C'est un noyau avec des électrons "de non valence" (= des électrons libres ? je devine ...) ?

_Un radical atomique _?_ Une racine atomique _??? (traduction à la lettre du terme polonais).

Ouf...

Merciiiii !


----------



## TitTornade

un cation... ?


----------



## arundhati

D'accord avec TitTornade.
Par contre, cela ne signifie pas qu'il possède des électrons "libres", mais simplement qu'il est débarrassé des électrons de la couche "supérieure". 
Les couches d'électrons inférieures restent stables et organisées.


----------



## nasti

Merci TitTornade et arundhati 

Euh, j'espérais que ça allait être plus simple ... 

Donc, j'ai l'impression que c'est peut-être effectivement _un cation. Le cation _qui se rapporte à la notion de_ ion._Mais ...Mon terme vient un peu d'un autre sujet, du sujet :_ construction de l'atome_.

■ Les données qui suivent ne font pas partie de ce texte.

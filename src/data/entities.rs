//! Raw match entities
//!
//! Heroes, players, teams and matches live only for one ingestion or
//! prediction job and are discarded once features are extracted.

use serde::{Deserialize, Serialize};

use super::telemetry::{
    HeroMatchupPayload, HeroStatPayload, LiveGamePayload, MatchDetailsPayload, MatchPlayerIdentity,
};
use crate::{AccountId, DotaError, HeroId, MatchId, Result, Side};

/// Players per side
pub const ROSTER_SIZE: usize = 5;

/// Win rate of a hero against one opposing hero
#[derive(Debug, Clone, Copy, PartialEq, Serialize, Deserialize)]
pub struct CounterPick {
    pub against: HeroId,
    pub win_rate: f64,
}

#[derive(Debug, Clone, PartialEq, Serialize, Deserialize)]
pub struct Hero {
    pub id: HeroId,
    pub name: String,
    /// Pro-scene win rate
    pub win_rate: f64,
    /// Populated on demand
    pub counter_picks: Vec<CounterPick>,
}

impl Hero {
    pub fn unknown(id: HeroId) -> Self {
        Hero {
            id,
            name: "Unknown Hero".to_string(),
            win_rate: 0.0,
            counter_picks: Vec::new(),
        }
    }

    /// Look the hero up in the heroStats listing
    pub fn from_stats(id: HeroId, stats: &[HeroStatPayload]) -> Self {
        match stats.iter().find(|h| h.id == id.0) {
            Some(h) => {
                let picks = h.pro_pick.unwrap_or(0);
                let wins = h.pro_win.unwrap_or(0);
                Hero {
                    id,
                    name: h.localized_name.clone(),
                    win_rate: if picks > 0 {
                        wins as f64 / picks as f64
                    } else {
                        0.0
                    },
                    counter_picks: Vec::new(),
                }
            }
            None => Self::unknown(id),
        }
    }

    /// Attach win rates against the given opposing heroes
    pub fn with_counter_picks(mut self, matchups: &[HeroMatchupPayload], opponents: &[HeroId]) -> Self {
        self.counter_picks = opponents
            .iter()
            .filter_map(|opp| {
                matchups.iter().find(|m| m.hero_id == opp.0).map(|m| CounterPick {
                    against: *opp,
                    win_rate: if m.games_played > 0 {
                        m.wins as f64 / m.games_played as f64
                    } else {
                        0.0
                    },
                })
            })
            .collect();
        self
    }

    pub fn counter_pick_win_rate(&self, against: HeroId) -> Option<f64> {
        self.counter_picks
            .iter()
            .find(|c| c.against == against)
            .map(|c| c.win_rate)
    }
}

/// Per-sample player statistics, one named field per stat
#[derive(Debug, Clone, Copy, Default, PartialEq, Serialize, Deserialize)]
pub struct PlayerStats {
    pub kills: f64,
    pub deaths: f64,
    pub assists: f64,
    pub gold_per_min: f64,
    pub xp_per_min: f64,
    pub net_worth: f64,
    pub obs_placed: f64,
    pub sen_placed: f64,
    pub roshans_killed: f64,
    pub last_hits: f64,
    pub denies: f64,
    pub level: f64,
    pub hero_damage: f64,
    pub tower_damage: f64,
    pub hero_healing: f64,
    pub teamfight_participation: f64,
}

impl PlayerStats {
    /// Field-wise sum
    pub fn accumulate(&mut self, other: &PlayerStats) {
        self.kills += other.kills;
        self.deaths += other.deaths;
        self.assists += other.assists;
        self.gold_per_min += other.gold_per_min;
        self.xp_per_min += other.xp_per_min;
        self.net_worth += other.net_worth;
        self.obs_placed += other.obs_placed;
        self.sen_placed += other.sen_placed;
        self.roshans_killed += other.roshans_killed;
        self.last_hits += other.last_hits;
        self.denies += other.denies;
        self.level += other.level;
        self.hero_damage += other.hero_damage;
        self.tower_damage += other.tower_damage;
        self.hero_healing += other.hero_healing;
        self.teamfight_participation += other.teamfight_participation;
    }

    /// Field-wise division
    pub fn divided_by(&self, n: f64) -> PlayerStats {
        PlayerStats {
            kills: self.kills / n,
            deaths: self.deaths / n,
            assists: self.assists / n,
            gold_per_min: self.gold_per_min / n,
            xp_per_min: self.xp_per_min / n,
            net_worth: self.net_worth / n,
            obs_placed: self.obs_placed / n,
            sen_placed: self.sen_placed / n,
            roshans_killed: self.roshans_killed / n,
            last_hits: self.last_hits / n,
            denies: self.denies / n,
            level: self.level / n,
            hero_damage: self.hero_damage / n,
            tower_damage: self.tower_damage / n,
            hero_healing: self.hero_healing / n,
            teamfight_participation: self.teamfight_participation / n,
        }
    }

    /// Set a field by its upstream name; unknown names are ignored
    pub fn set_field(&mut self, field: &str, value: f64) -> bool {
        let slot = match field {
            "kills" => &mut self.kills,
            "deaths" => &mut self.deaths,
            "assists" => &mut self.assists,
            "gold_per_min" => &mut self.gold_per_min,
            "xp_per_min" => &mut self.xp_per_min,
            "net_worth" => &mut self.net_worth,
            "obs_placed" => &mut self.obs_placed,
            "sen_placed" => &mut self.sen_placed,
            "roshans_killed" => &mut self.roshans_killed,
            "last_hits" => &mut self.last_hits,
            "denies" => &mut self.denies,
            "level" => &mut self.level,
            "hero_damage" => &mut self.hero_damage,
            "tower_damage" => &mut self.tower_damage,
            "hero_healing" => &mut self.hero_healing,
            "teamfight_participation" => &mut self.teamfight_participation,
            _ => return false,
        };
        *slot = value;
        true
    }
}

Par ex. dans une telle phrase, trouvée sur le net (traduction) :

_Dans l'atome de chaque élément chimique on distingue :* le radical atomique**_(traduction littérale)_ et des électrons de valence._



> Par contre, cela ne signifie pas qu'il possède des électrons "libres", mais simplement qu'il est débarrassé des électrons de la couche "supérieure".
> Les couches d'électrons inférieures restent stables et organisées.


OK. Au fait, on appelle ces électrons en polonais : _des électrons qui ne sont pas des électrons de valence_ ou _de non valence _(mais je me doute bien que cette traduction est bizarre), je n'ai pas trouvé leur nom français. 
J'ai relu les définitions en 2 langues, en effet, rien à voir avec des _électrons libres_... Désolée pour une bêtise


----------



## TitTornade

J'ai été un peu réducteur en te donnant le terme "cation"... Je n'en vois pas d'autre, en fait, pour exprimer ce que tu veux dire... Mais je crois qu'il y a un terme (que j'ai oublié). Si tu tapes sur wikipedia l'expression polonaise et que tu demandes le mot français correspondant... Qu'obtiens-tu ?

Sinon, un *radical chimique* est autre chose que ce dont tu veux parler. C'est un atome ou un groupe d'atome qui possède un ou des électrons non apparié(s). On parle d'*électron*(s) *célibataire*(s). Un radical est très réactif.

Sinon, on oppose, me semble-t-il, les *électrons de valence* aux *électrons de coeur*.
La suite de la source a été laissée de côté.